• [Task to complete]: No record may be left out; print them all verbatim.

• [Saved data entries]:
____

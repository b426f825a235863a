use chrono::NaiveDate;
use serde::{Deserialize, Serialize};
use tracing::{debug, info};

use super::affordability::{current_obligations, AffordabilityCheck};
use super::domain::{
    loan_end_date, monthly_installment, round_currency, CustomerId, LoanId, LoanRequest, NewLoan,
};
use super::error::LendingError;
use super::policy::LendingPolicy;
use super::scoring::credit_score;
use super::store::LendingStore;

/// Issuance approves only scores strictly above this, with no rate correction.
pub const ISSUANCE_MIN_SCORE: u8 = 50;

pub const REJECTION_MESSAGE: &str = "Loan not approved based on eligibility criteria.";

/// Result of a loan application. A rejection is a normal outcome, not an error.
#[derive(Debug, Clone, PartialEq, Serialize, Deserialize)]
pub struct IssuanceOutcome {
    pub loan_id: Option<LoanId>,
    pub customer_id: CustomerId,
    pub loan_approved: bool,
    #[serde(skip_serializing_if = "Option::is_none")]
    pub monthly_installment: Option<f64>,
    #[serde(skip_serializing_if = "Option::is_none")]
    pub message: Option<String>,
}

impl IssuanceOutcome {
    fn rejected(customer_id: CustomerId) -> Self {
        Self {
            loan_id: None,
            customer_id,
            loan_approved: false,
            monthly_installment: None,
            message: Some(REJECTION_MESSAGE.to_string()),
        }
    }
}

/// Decides and, on approval, records a new loan.
///
/// Stricter than [`check_eligibility`](super::eligibility::check_eligibility): the
/// installment always uses the requested rate and the mid tiers never pass.
pub fn create_loan<S>(
    store: &S,
    policy: &LendingPolicy,
    request: &LoanRequest,
    today: NaiveDate,
) -> Result<IssuanceOutcome, LendingError>
where
    S: LendingStore + ?Sized,
{
    request.validate(today).map_err(LendingError::InvalidInput)?;

    let customer = store
        .get_customer(request.customer_id)?
        .ok_or(LendingError::CustomerNotFound(request.customer_id))?;

    let score = credit_score(store, customer.id, today)?;
    let installment =
        monthly_installment(request.loan_amount, request.interest_rate, request.tenure);
    let current_emis = current_obligations(store, customer.id, today)?;
    let affordable = AffordabilityCheck::new(policy.max_emi_salary_ratio).fits_budget(
        current_emis,
        installment,
        customer.monthly_salary,
    );

    let approved = score.value > ISSUANCE_MIN_SCORE && affordable;
    debug!(
        customer_id = %customer.id,
        score = score.value,
        current_emis,
        installment,
        affordable,
        approved,
        "issuance evaluated"
    );
    if !approved {
        return Ok(IssuanceOutcome::rejected(customer.id));
    }

    let end_date = loan_end_date(today, request.tenure).ok_or_else(|| {
        LendingError::InvalidInput(format!(
            "tenure of {} months runs past the supported calendar",
            request.tenure
        ))
    })?;

    let loan = store.insert_loan(NewLoan {
        customer_id: customer.id,
        loan_amount: request.loan_amount,
        tenure: request.tenure,
        interest_rate: request.interest_rate,
        monthly_repayment: round_currency(installment),
        emis_paid_on_time: 0,
        start_date: today,
        end_date,
    })?;

    info!(
        loan_id = %loan.id,
        customer_id = %customer.id,
        monthly_repayment = loan.monthly_repayment,
        "loan issued"
    );

    Ok(IssuanceOutcome {
        loan_id: Some(loan.id),
        customer_id: customer.id,
        loan_approved: true,
        monthly_installment: Some(loan.monthly_repayment),
        message: None,
    })
}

____

• [Exercise response]:
repository b426f825a235863a
use chrono::NaiveDate;
use serde::{Deserialize, Serialize};
use tracing::{debug, info};

use super::affordability::{current_obligations, AffordabilityCheck};
use super::domain::{
    loan_end_date, monthly_installment, round_currency, CustomerId, LoanId, LoanRequest, NewLoan,
};
use super::error::LendingError;
use super::policy::LendingPolicy;
use super::scoring::credit_score;
use super::store::LendingStore;

/// Issuance approves only scores strictly above this, with no rate correction.
pub const ISSUANCE_MIN_SCORE: u8 = 50;

pub const REJECTION_MESSAGE: &str = "Loan not approved based on eligibility criteria.";

/// Result of a loan application. A rejection is a normal outcome, not an error.
#[derive(Debug, Clone, PartialEq, Serialize, Deserialize)]
pub struct IssuanceOutcome {
    pub loan_id: Option<LoanId>,
    pub customer_id: CustomerId,
    pub loan_approved: bool,
    #[serde(skip_serializing_if = "Option::is_none")]
    pub monthly_installment: Option<f64>,
    #[serde(skip_serializing_if = "Option::is_none")]
    pub message: Option<String>,
}

impl IssuanceOutcome {
    fn rejected(customer_id: CustomerId) -> Self {
        Self {
            loan_id: None,
            customer_id,
            loan_approved: false,
            monthly_installment: None,
            message: Some(REJECTION_MESSAGE.to_string()),
        }
    }
}

/// Decides and, on approval, records a new loan.
///
/// Stricter than [`check_eligibility`](super::eligibility::check_eligibility): the
/// installment always uses the requested rate and the mid tiers never pass.
pub fn create_loan<S>(
    store: &S,
    policy: &LendingPolicy,
    request: &LoanRequest,
    today: NaiveDate,
) -> Result<IssuanceOutcome, LendingError>
where
    S: LendingStore + ?Sized,
{
    request.validate(today).map_err(LendingError::InvalidInput)?;

    let customer = store
        .get_customer(request.customer_id)?
        .ok_or(LendingError::CustomerNotFound(request.customer_id))?;

    let score = credit_score(store, customer.id, today)?;
    let installment =
        monthly_installment(request.loan_amount, request.interest_rate, request.tenure);
    let current_emis = current_obligations(store, customer.id, today)?;
    let affordable = AffordabilityCheck::new(policy.max_emi_salary_ratio).fits_budget(
        current_emis,
        installment,
        customer.monthly_salary,
    );

    let approved = score.value > ISSUANCE_MIN_SCORE && affordable;
    debug!(
        customer_id = %customer.id,
        score = score.value,
        current_emis,
        installment,
        affordable,
        approved,
        "issuance evaluated"
    );
    if !approved {
        return Ok(IssuanceOutcome::rejected(customer.id));
    }

    let end_date = loan_end_date(today, request.tenure).ok_or_else(|| {
        LendingError::InvalidInput(format!(
            "tenure of {} months runs past the supported calendar",
            request.tenure
        ))
    })?;

    let loan = store.insert_loan(NewLoan {
        customer_id: customer.id,
        loan_amount: request.loan_amount,
        tenure: request.tenure,
        interest_rate: request.interest_rate,
        monthly_repayment: round_currency(installment),
        emis_paid_on_time: 0,
        start_date: today,
        end_date,
    })?;

    info!(
        loan_id = %loan.id,
        customer_id = %customer.id,
        monthly_repayment = loan.monthly_repayment,
        "loan issued"
    );

    Ok(IssuanceOutcome {
        loan_id: Some(loan.id),
        customer_id: customer.id,
        loan_approved: true,
        monthly_installment: Some(loan.monthly_repayment),
        message: None,
    })
}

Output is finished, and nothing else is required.